Recall that to build up your adaptive immune system, your cells generate T and B cells by mixing and matching dozens of different genes. Since each of us generate a different set of receptors, not every person’s immune system will recognize the same antigens. Therefore, researchers need to find an antigen, usually a protein or a part of a protein (called a peptide), that T or B cells from most people can recognize. This can be an extremely laborious process, especially for bacterial infections, such as tetanus, because bacteria possess way more proteins that could potentially act as antigens than viruses. The process of identifying a bacterial antigen that most people can recognize might involve screening individual proteins from a bacteria or virus for their ability to activate T and B cells from a number of different people.
2. An adjuvant
Antigens, while specific enough to activate T and B cells, are inefficient at generating an adaptive immune response. This is because the innate immune system needs to be activated first to prime the adaptive immune system.
This is adaptation is meant to safeguard us against the immune system from responding to any old bacteria (such as a bacteria that is important for your gut health) or virus. But this adaptation can also be a challenge in developing an effective vaccine; it makes it harder to wake up the adaptive immune system from its slumber. Fortunately, scientists have a pretty good idea about what activates the innate immune system and they will often include something in the vaccine called an adjuvant to do just that. An adjuvant is another molecule that the innate immune system responds to and is responsible for eliciting an innate immune response that will prompt an adaptive immune response, enabling it to produce of memory cells.
3. Inactive components
Our vaccine now has all the ingredients it needs to protect you from an infection: an adjuvant to activate the innate immune system, which will prime the adaptive immune system to respond, and antigens to activate the adaptive immune response to a particular bacteria or virus and generate those all-important memory cells. What else is needed to build a vaccine? Generally, vaccines need to be kept in some sort of fluid, such as sterile water, saline, or a protein solution, so it can be stored and injected or sprayed. Additionally, to prevent the antigens in the vaccine from degrading and losing their potency, vaccines also typically include stabilizers and preservatives. These prevent degradation due to light and heat and stop microbes from growing in the solution that can make you even sicker. Sometimes, depending on how the vaccine is made, a vaccine will also contain antibiotics leftover from production of the antigens and adjuvants.

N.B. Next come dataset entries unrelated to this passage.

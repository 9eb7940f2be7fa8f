pub mod chat;

// 重新导出常用类型和函数，方便外部使用
pub use chat::{
    conversation::{ConversationSaveState, OperationKey, SaveListener},
    ApiConfig, ChatMessage, ConversationApi, ConversationStore, MessageRole, SaveCoordinator,
    SaveError, SaveOptions, SmartSaveResult,
};
//! AI Dock 会话保存 CLI
//!
//! 从 JSON 文件读取消息列表（`[{"role": "user", "content": "..."}]`），
//! 通过保存协调器写入后端，输出结果 JSON

use aidock_sdk_core_rust::{ApiConfig, ChatMessage, SaveCoordinator, SaveOptions};
use anyhow::{Context, Result};
use clap::{Parser, Subcommand};
use std::path::{Path, PathBuf};
use tracing::info;

/// AI Dock 会话保存 CLI
#[derive(Parser, Debug)]
#[command(name = "aidock-cli")]
#[command(about = "AI Dock 会话保存 CLI - 新建会话或追加未保存的消息", long_about = None)]
struct Args {
    /// API 基础地址
    #[arg(long, env = "AIDOCK_API_BASE_URL", default_value = "http://localhost:8000/api")]
    api_base_url: String,

    /// 认证 token
    #[arg(long, env = "AIDOCK_TOKEN", hide_env_values = true)]
    token: String,

    /// 请求超时（秒）
    #[arg(long, default_value = "30")]
    timeout: u64,

    /// 日志级别（默认: info,aidock_sdk_core_rust=debug）
    #[arg(long, default_value = "info,aidock_sdk_core_rust=debug")]
    log_level: String,

    /// 同时写入的日志文件
    #[arg(long)]
    log_file: Option<PathBuf>,

    #[command(subcommand)]
    command: Command,
}

#[derive(Subcommand, Debug)]
enum Command {
    /// smart save：没有会话 ID 时新建会话，否则追加未保存的消息
    Save {
        /// 消息列表 JSON 文件
        #[arg(short, long)]
        messages: PathBuf,

        /// 已有会话 ID
        #[arg(short, long)]
        conversation_id: Option<i64>,

        /// 后端已保存的消息数量
        #[arg(short, long, default_value = "0")]
        stored_count: usize,

        /// 使用的模型
        #[arg(long)]
        model: Option<String>,

        /// 新建会话的标题
        #[arg(long)]
        title: Option<String>,

        /// 助手配置 ID
        #[arg(long)]
        config_id: Option<i64>,

        /// 项目 ID
        #[arg(long)]
        project_id: Option<i64>,
    },
    /// 把文件中的全部消息按顺序追加到已有会话
    Append {
        #[arg(short, long)]
        messages: PathBuf,

        #[arg(short, long)]
        conversation_id: i64,

        #[arg(long)]
        model: Option<String>,
    },
}

/// 初始化日志（输出到 stdout，可选同时输出到文件）
fn init_logger(log_level: &str, log_file: Option<&Path>) -> Result<()> {
    use std::fs::OpenOptions;
    use std::io;
    use tracing_subscriber::prelude::*;
    use tracing_subscriber::EnvFilter;

    // 优先使用环境变量 RUST_LOG（如果设置了），否则使用命令行参数
    let filter_layer =
        EnvFilter::try_from_default_env().unwrap_or_else(|_| EnvFilter::new(log_level));

    // 结果 JSON 走 stdout，日志走 stderr
    let console_layer = tracing_subscriber::fmt::layer()
        .with_writer(io::stderr)
        .with_file(true)
        .with_line_number(true)
        .with_target(false)
        .with_ansi(true);

    // 文件不需要颜色
    let file_layer = match log_file {
        Some(path) => {
            let file = OpenOptions::new()
                .create(true)
                .append(true)
                .open(path)
                .with_context(|| format!("无法创建日志文件 {}", path.display()))?;
            Some(
                tracing_subscriber::fmt::layer()
                    .with_writer(file)
                    .with_file(true)
                    .with_line_number(true)
                    .with_target(false)
                    .with_ansi(false),
            )
        }
        None => None,
    };

    tracing_subscriber::registry()
        .with(filter_layer)
        .with(console_layer)
        .with(file_layer)
        .init();

    if let Some(path) = log_file {
        info!("[CLI] 📝 日志同时输出到文件: {}", path.display());
    }
    Ok(())
}

async fn read_messages(path: &Path) -> Result<Vec<ChatMessage>> {
    let text = tokio::fs::read_to_string(path)
        .await
        .with_context(|| format!("读取消息文件失败: {}", path.display()))?;
    let messages: Vec<ChatMessage> =
        serde_json::from_str(&text).context("解析消息 JSON 失败")?;
    info!("[CLI] 📄 读取消息 {} 条: {}", messages.len(), path.display());
    Ok(messages)
}

#[tokio::main]
async fn main() -> Result<()> {
    let args = Args::parse();
    init_logger(&args.log_level, args.log_file.as_deref())?;

    let config = ApiConfig {
        api_base_url: args.api_base_url.clone(),
        token: args.token.clone(),
        timeout_secs: args.timeout,
    };
    let coordinator = SaveCoordinator::from_config(&config)?;

    match args.command {
        Command::Save {
            messages,
            conversation_id,
            stored_count,
            model,
            title,
            config_id,
            project_id,
        } => {
            let messages = read_messages(&messages).await?;
            if let Some(id) = conversation_id {
                coordinator.initialize_conversation_state(id, stored_count);
            }
            let options = SaveOptions {
                title,
                config_id,
                model_used: model,
                project_id,
            };
            let result = coordinator
                .smart_save(&messages, conversation_id, stored_count, &options)
                .await?;
            println!("{}", serde_json::to_string_pretty(&result)?);
        }
        Command::Append {
            messages,
            conversation_id,
            model,
        } => {
            let messages = read_messages(&messages).await?;
            coordinator
                .append_messages(conversation_id, &messages, model.as_deref())
                .await?;
            println!(
                "{}",
                serde_json::json!({
                    "conversationId": conversation_id,
                    "appended": messages.len(),
                })
            );
        }
    }

    Ok(())
}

The Importance of Vaccines to Public Health
Vaccines are an important part of disease prevention in public health (read more about whether they’re truly safe and effective here). Because of vaccines, life-threatening diseases such as smallpox and polio have been virtually eliminated in the U.S. and other developed countries. Other highly contagious, potentially debilitating diseases that primarily affect infants and children, such as measles and whooping cough, have been greatly reduced in frequency and severity since the development of childhood vaccines against them.
If you have more questions about what vaccines you need to stay healthy, ask your doctor.